START Material for this task
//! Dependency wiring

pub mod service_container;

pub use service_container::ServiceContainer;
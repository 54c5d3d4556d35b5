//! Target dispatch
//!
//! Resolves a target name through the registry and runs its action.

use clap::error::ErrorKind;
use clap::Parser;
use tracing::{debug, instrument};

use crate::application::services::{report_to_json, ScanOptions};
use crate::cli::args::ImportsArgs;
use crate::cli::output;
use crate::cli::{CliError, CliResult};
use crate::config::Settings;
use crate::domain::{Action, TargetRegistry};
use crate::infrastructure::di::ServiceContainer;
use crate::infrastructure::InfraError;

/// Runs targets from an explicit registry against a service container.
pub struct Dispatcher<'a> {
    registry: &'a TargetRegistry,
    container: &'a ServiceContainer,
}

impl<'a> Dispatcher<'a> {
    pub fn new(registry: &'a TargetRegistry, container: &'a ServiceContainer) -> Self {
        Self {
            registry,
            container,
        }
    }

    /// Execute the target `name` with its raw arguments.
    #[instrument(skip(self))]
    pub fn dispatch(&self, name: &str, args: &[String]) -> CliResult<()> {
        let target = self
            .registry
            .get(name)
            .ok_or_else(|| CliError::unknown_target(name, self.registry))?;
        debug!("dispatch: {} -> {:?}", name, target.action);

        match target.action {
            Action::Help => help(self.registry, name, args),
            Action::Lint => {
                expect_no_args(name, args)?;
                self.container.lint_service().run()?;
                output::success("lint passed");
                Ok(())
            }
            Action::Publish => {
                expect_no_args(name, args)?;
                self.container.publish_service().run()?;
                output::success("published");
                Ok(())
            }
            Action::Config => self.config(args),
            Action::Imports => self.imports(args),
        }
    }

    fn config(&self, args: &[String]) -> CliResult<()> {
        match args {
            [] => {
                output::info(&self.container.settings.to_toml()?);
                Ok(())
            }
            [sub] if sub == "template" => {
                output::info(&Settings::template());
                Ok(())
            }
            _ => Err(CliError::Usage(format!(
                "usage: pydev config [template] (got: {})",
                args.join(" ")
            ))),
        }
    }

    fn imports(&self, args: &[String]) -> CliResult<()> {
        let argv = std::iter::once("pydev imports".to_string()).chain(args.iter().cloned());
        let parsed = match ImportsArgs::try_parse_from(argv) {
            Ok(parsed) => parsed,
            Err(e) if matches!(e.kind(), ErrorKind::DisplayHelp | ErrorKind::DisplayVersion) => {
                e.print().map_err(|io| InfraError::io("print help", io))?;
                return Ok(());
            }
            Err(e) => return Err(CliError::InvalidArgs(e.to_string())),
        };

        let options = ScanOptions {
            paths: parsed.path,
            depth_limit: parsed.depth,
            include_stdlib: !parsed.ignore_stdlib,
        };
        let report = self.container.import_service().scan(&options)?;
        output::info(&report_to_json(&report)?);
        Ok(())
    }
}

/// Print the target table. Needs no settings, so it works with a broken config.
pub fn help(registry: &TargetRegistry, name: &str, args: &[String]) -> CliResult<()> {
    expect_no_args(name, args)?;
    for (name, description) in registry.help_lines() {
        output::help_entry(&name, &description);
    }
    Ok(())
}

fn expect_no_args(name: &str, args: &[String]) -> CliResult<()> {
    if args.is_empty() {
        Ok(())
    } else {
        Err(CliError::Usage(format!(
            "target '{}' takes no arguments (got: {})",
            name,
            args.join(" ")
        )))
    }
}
END Material for this task
START Material for this task
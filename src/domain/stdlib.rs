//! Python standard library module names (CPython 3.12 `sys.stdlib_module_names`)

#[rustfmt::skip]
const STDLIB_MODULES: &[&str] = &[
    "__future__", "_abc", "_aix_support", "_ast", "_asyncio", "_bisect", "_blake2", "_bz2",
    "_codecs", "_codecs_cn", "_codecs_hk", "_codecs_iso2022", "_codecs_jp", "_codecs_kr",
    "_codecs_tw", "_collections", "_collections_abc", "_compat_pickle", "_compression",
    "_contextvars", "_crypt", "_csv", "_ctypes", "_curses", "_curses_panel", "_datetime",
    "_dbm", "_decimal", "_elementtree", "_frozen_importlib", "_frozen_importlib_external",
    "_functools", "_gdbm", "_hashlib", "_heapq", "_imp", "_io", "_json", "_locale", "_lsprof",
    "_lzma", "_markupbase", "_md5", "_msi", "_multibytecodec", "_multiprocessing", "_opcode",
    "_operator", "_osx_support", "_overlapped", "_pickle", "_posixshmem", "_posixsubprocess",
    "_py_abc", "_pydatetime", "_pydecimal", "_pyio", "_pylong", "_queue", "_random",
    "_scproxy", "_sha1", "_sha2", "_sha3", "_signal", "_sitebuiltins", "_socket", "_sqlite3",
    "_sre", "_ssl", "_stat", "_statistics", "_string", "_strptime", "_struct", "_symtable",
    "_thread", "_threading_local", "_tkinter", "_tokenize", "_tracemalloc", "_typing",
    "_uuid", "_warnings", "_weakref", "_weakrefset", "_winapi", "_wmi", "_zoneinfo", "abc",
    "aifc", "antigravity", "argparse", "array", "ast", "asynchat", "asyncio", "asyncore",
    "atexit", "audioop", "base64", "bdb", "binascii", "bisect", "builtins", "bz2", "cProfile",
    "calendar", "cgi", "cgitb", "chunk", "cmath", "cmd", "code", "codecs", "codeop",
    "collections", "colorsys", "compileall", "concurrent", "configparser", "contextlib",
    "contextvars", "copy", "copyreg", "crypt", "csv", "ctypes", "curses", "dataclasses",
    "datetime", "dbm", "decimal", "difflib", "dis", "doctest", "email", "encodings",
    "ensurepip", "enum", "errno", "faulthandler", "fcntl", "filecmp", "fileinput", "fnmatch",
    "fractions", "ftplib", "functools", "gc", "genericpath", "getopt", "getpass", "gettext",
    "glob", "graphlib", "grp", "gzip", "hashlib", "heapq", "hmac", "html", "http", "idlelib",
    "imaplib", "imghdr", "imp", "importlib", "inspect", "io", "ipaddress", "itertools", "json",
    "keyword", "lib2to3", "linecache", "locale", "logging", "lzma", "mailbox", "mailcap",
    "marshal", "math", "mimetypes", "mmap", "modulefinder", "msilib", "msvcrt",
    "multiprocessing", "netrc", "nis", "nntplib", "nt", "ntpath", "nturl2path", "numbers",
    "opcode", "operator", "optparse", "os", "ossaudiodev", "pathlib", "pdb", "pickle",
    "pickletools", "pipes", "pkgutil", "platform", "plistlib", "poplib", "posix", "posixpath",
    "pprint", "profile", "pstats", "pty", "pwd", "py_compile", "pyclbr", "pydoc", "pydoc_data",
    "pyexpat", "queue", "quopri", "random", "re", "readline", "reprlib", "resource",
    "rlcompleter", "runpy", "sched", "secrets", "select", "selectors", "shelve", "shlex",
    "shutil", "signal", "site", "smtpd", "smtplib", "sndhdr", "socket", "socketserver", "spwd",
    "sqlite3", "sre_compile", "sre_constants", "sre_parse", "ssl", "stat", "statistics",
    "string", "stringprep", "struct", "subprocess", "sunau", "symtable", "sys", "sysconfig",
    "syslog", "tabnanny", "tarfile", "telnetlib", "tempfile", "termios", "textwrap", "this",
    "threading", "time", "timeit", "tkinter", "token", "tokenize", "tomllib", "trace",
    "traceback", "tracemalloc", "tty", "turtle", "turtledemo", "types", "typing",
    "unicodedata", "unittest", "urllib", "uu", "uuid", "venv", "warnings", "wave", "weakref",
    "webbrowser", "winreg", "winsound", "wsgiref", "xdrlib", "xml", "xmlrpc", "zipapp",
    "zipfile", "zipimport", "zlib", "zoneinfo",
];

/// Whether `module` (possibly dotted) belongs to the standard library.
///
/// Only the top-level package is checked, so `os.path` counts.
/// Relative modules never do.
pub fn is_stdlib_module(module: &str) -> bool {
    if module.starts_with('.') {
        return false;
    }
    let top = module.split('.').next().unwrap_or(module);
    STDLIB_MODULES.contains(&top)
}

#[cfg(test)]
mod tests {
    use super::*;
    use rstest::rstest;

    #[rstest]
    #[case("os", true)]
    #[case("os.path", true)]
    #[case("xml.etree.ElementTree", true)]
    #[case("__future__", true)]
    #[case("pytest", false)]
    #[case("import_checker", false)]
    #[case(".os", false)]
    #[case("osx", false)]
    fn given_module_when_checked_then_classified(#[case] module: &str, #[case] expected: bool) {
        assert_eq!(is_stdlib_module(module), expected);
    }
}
END Material for this task
START Material for this task
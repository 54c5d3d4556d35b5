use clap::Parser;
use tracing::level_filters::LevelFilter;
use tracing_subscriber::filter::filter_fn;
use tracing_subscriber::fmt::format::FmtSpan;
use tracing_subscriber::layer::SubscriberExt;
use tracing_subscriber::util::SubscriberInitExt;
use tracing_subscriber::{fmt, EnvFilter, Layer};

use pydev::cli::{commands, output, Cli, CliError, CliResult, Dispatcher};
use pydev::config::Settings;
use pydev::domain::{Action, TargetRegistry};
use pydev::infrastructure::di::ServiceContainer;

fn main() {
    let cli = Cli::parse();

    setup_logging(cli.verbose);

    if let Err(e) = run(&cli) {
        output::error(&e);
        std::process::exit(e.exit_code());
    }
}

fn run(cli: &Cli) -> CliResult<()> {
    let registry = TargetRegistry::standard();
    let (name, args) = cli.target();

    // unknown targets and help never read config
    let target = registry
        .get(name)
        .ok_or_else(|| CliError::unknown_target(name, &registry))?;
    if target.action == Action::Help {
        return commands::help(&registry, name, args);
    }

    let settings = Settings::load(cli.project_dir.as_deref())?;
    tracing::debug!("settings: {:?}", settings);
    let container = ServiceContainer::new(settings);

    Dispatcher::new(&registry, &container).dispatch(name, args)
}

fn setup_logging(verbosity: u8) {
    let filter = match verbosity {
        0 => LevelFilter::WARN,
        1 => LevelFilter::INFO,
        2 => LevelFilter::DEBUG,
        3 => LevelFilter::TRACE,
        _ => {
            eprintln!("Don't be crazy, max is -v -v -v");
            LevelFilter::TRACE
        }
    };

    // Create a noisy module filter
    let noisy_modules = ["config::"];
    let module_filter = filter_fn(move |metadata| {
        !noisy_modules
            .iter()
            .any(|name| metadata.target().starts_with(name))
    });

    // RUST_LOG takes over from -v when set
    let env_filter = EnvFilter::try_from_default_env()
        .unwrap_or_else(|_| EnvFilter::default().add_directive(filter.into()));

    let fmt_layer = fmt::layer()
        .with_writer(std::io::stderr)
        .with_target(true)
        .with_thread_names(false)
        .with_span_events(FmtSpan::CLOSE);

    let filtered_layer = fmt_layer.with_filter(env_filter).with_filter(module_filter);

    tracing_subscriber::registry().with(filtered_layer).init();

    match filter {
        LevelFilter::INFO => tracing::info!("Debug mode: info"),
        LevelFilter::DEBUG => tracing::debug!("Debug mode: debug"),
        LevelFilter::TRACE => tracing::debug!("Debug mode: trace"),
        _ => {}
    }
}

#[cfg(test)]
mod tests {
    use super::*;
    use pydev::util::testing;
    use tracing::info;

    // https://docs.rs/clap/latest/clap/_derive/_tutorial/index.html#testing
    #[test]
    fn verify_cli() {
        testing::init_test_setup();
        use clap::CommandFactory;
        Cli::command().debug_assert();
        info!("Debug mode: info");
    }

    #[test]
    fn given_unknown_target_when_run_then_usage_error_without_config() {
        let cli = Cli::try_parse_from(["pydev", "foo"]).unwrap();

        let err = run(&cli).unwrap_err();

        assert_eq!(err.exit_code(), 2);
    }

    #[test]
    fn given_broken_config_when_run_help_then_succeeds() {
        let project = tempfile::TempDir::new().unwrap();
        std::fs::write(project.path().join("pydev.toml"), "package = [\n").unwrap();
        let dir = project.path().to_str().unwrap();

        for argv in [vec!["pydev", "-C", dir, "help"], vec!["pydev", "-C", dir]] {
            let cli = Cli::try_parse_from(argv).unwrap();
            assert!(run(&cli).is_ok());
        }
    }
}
END Material for this task
■ Exercise prompt ■
In the data above, which lines lie between the line with "let report = self.container.import_service().scan(&options)?;" and the line with "a broken config.", inclusive? Print those lines exactly and nothing else.

■ Exercise response ■
        let report = self.container.import_service().scan(&options)?;
        output::info(&report_to_json(&report)?);
        Ok(())
    }
}

/// Print the target table. Needs no settings, so it works with a broken config.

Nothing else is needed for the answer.